AIM OF THE TASK → This task requires every entry to be set down again exactly.

*****

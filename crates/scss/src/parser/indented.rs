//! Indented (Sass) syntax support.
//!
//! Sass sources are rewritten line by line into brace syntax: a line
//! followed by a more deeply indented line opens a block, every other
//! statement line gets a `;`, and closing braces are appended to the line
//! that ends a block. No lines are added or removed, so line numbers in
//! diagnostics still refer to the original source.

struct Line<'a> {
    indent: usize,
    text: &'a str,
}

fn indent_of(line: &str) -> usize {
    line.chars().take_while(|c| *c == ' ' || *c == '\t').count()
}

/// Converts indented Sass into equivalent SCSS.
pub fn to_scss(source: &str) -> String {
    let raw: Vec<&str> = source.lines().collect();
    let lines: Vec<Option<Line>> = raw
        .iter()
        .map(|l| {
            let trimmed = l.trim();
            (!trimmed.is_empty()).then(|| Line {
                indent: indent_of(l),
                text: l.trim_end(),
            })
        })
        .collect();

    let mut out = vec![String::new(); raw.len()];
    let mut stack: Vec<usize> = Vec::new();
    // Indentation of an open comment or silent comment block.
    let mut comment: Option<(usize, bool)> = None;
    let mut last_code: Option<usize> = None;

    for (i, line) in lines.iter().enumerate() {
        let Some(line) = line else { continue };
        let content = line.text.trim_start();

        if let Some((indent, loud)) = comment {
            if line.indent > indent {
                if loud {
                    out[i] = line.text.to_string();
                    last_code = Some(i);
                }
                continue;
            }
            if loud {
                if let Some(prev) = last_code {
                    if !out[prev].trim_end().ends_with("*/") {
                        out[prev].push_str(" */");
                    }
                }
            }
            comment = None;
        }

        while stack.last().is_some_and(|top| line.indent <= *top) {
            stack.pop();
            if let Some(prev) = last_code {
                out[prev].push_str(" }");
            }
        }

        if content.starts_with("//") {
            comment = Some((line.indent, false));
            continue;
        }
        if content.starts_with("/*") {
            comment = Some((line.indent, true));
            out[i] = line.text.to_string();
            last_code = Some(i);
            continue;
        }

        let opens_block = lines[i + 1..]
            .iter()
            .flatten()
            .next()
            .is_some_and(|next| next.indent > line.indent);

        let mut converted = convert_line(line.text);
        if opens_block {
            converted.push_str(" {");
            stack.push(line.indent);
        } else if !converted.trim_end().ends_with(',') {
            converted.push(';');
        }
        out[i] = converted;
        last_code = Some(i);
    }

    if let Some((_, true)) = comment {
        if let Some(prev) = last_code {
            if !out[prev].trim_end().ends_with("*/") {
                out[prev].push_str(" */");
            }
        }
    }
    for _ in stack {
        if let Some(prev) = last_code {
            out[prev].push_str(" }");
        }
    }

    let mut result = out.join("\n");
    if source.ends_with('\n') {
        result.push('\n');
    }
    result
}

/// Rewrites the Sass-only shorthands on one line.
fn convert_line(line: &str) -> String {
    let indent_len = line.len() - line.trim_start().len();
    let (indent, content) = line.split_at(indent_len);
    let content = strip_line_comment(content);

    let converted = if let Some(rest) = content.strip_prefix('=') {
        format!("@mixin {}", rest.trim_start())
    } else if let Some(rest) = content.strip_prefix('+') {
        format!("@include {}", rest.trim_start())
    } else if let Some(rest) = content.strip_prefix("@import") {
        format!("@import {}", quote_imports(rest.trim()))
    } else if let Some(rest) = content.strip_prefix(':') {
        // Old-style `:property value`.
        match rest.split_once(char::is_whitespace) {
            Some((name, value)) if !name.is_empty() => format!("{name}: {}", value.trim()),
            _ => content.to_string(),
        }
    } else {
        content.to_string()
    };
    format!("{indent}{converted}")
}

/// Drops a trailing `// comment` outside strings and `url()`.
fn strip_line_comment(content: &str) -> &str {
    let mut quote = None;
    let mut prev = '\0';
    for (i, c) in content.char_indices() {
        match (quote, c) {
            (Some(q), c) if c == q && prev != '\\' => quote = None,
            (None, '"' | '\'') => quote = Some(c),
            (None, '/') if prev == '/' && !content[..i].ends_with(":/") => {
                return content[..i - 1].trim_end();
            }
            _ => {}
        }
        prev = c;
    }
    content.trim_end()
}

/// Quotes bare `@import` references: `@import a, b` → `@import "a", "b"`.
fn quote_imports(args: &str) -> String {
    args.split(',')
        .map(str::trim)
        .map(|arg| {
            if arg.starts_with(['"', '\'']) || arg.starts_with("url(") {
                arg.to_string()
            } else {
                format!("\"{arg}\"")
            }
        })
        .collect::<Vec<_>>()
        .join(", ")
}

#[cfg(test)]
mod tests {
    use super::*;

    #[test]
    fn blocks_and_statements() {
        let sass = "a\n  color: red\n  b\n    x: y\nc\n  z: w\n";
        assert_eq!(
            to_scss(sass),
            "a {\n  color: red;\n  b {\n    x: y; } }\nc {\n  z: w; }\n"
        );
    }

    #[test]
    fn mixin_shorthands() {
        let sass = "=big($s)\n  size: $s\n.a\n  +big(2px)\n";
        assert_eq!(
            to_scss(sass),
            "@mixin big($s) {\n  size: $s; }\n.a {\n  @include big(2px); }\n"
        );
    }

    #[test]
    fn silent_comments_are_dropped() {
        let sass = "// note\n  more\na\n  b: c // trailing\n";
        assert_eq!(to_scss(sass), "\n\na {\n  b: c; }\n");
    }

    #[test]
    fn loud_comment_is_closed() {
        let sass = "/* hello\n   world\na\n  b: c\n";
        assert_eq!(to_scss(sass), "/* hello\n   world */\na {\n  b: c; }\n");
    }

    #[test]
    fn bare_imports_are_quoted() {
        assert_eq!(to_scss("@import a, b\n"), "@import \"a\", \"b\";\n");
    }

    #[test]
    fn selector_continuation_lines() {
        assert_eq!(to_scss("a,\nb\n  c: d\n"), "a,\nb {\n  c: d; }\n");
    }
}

*****

OUTPUT →
filename crates/scss/src/parser/indented.rs
//! Indented (Sass) syntax support.
//!
//! Sass sources are rewritten line by line into brace syntax: a line
//! followed by a more deeply indented line opens a block, every other
//! statement line gets a `;`, and closing braces are appended to the line
//! that ends a block. No lines are added or removed, so line numbers in
//! diagnostics still refer to the original source.

struct Line<'a> {
    indent: usize,
    text: &'a str,
}

fn indent_of(line: &str) -> usize {
    line.chars().take_while(|c| *c == ' ' || *c == '\t').count()
}

/// Converts indented Sass into equivalent SCSS.
pub fn to_scss(source: &str) -> String {
    let raw: Vec<&str> = source.lines().collect();
    let lines: Vec<Option<Line>> = raw
        .iter()
        .map(|l| {
            let trimmed = l.trim();
            (!trimmed.is_empty()).then(|| Line {
                indent: indent_of(l),
                text: l.trim_end(),
            })
        })
        .collect();

    let mut out = vec![String::new(); raw.len()];
    let mut stack: Vec<usize> = Vec::new();
    // Indentation of an open comment or silent comment block.
    let mut comment: Option<(usize, bool)> = None;
    let mut last_code: Option<usize> = None;

    for (i, line) in lines.iter().enumerate() {
        let Some(line) = line else { continue };
        let content = line.text.trim_start();

        if let Some((indent, loud)) = comment {
            if line.indent > indent {
                if loud {
                    out[i] = line.text.to_string();
                    last_code = Some(i);
                }
                continue;
            }
            if loud {
                if let Some(prev) = last_code {
                    if !out[prev].trim_end().ends_with("*/") {
                        out[prev].push_str(" */");
                    }
                }
            }
            comment = None;
        }

        while stack.last().is_some_and(|top| line.indent <= *top) {
            stack.pop();
            if let Some(prev) = last_code {
                out[prev].push_str(" }");
            }
        }

        if content.starts_with("//") {
            comment = Some((line.indent, false));
            continue;
        }
        if content.starts_with("/*") {
            comment = Some((line.indent, true));
            out[i] = line.text.to_string();
            last_code = Some(i);
            continue;
        }

        let opens_block = lines[i + 1..]
            .iter()
            .flatten()
            .next()
            .is_some_and(|next| next.indent > line.indent);

        let mut converted = convert_line(line.text);
        if opens_block {
            converted.push_str(" {");
            stack.push(line.indent);
        } else if !converted.trim_end().ends_with(',') {
            converted.push(';');
        }
        out[i] = converted;
        last_code = Some(i);
    }

    if let Some((_, true)) = comment {
        if let Some(prev) = last_code {
            if !out[prev].trim_end().ends_with("*/") {
                out[prev].push_str(" */");
            }
        }
    }
    for _ in stack {
        if let Some(prev) = last_code {
            out[prev].push_str(" }");
        }
    }

    let mut result = out.join("\n");
    if source.ends_with('\n') {
        result.push('\n');
    }
    result
}

/// Rewrites the Sass-only shorthands on one line.
fn convert_line(line: &str) -> String {
    let indent_len = line.len() - line.trim_start().len();
    let (indent, content) = line.split_at(indent_len);
    let content = strip_line_comment(content);

    let converted = if let Some(rest) = content.strip_prefix('=') {
        format!("@mixin {}", rest.trim_start())
    } else if let Some(rest) = content.strip_prefix('+') {
        format!("@include {}", rest.trim_start())
    } else if let Some(rest) = content.strip_prefix("@import") {
        format!("@import {}", quote_imports(rest.trim()))
    } else if let Some(rest) = content.strip_prefix(':') {
        // Old-style `:property value`.
        match rest.split_once(char::is_whitespace) {
            Some((name, value)) if !name.is_empty() => format!("{name}: {}", value.trim()),
            _ => content.to_string(),
        }
    } else {
        content.to_string()
    };
    format!("{indent}{converted}")
}

/// Drops a trailing `// comment` outside strings and `url()`.
fn strip_line_comment(content: &str) -> &str {
    let mut quote = None;
    let mut prev = '\0';
    for (i, c) in content.char_indices() {
        match (quote, c) {
            (Some(q), c) if c == q && prev != '\\' => quote = None,
            (None, '"' | '\'') => quote = Some(c),
            (None, '/') if prev == '/' && !content[..i].ends_with(":/") => {
                return content[..i - 1].trim_end();
            }
            _ => {}
        }
        prev = c;
    }
    content.trim_end()
}

/// Quotes bare `@import` references: `@import a, b` → `@import "a", "b"`.
fn quote_imports(args: &str) -> String {
    args.split(',')
        .map(str::trim)
        .map(|arg| {
            if arg.starts_with(['"', '\'']) || arg.starts_with("url(") {
                arg.to_string()
            } else {
                format!("\"{arg}\"")
            }
        })
        .collect::<Vec<_>>()
        .join(", ")
}

#[cfg(test)]
mod tests {
    use super::*;

    #[test]
    fn blocks_and_statements() {
        let sass = "a\n  color: red\n  b\n    x: y\nc\n  z: w\n";
        assert_eq!(
            to_scss(sass),
            "a {\n  color: red;\n  b {\n    x: y; } }\nc {\n  z: w; }\n"
        );
    }

    #[test]
    fn mixin_shorthands() {
        let sass = "=big($s)\n  size: $s\n.a\n  +big(2px)\n";
        assert_eq!(
            to_scss(sass),
            "@mixin big($s) {\n  size: $s; }\n.a {\n  @include big(2px); }\n"
        );
    }

    #[test]
    fn silent_comments_are_dropped() {
        let sass = "// note\n  more\na\n  b: c // trailing\n";
        assert_eq!(to_scss(sass), "\n\na {\n  b: c; }\n");
    }

    #[test]
    fn loud_comment_is_closed() {
        let sass = "/* hello\n   world\na\n  b: c\n";
        assert_eq!(to_scss(sass), "/* hello\n   world */\na {\n  b: c; }\n");
    }

    #[test]
    fn bare_imports_are_quoted() {
        assert_eq!(to_scss("@import a, b\n"), "@import \"a\", \"b\";\n");
    }

    #[test]
    fn selector_continuation_lines() {
        assert_eq!(to_scss("a,\nb\n  c: d\n"), "a,\nb {\n  c: d; }\n");
    }
}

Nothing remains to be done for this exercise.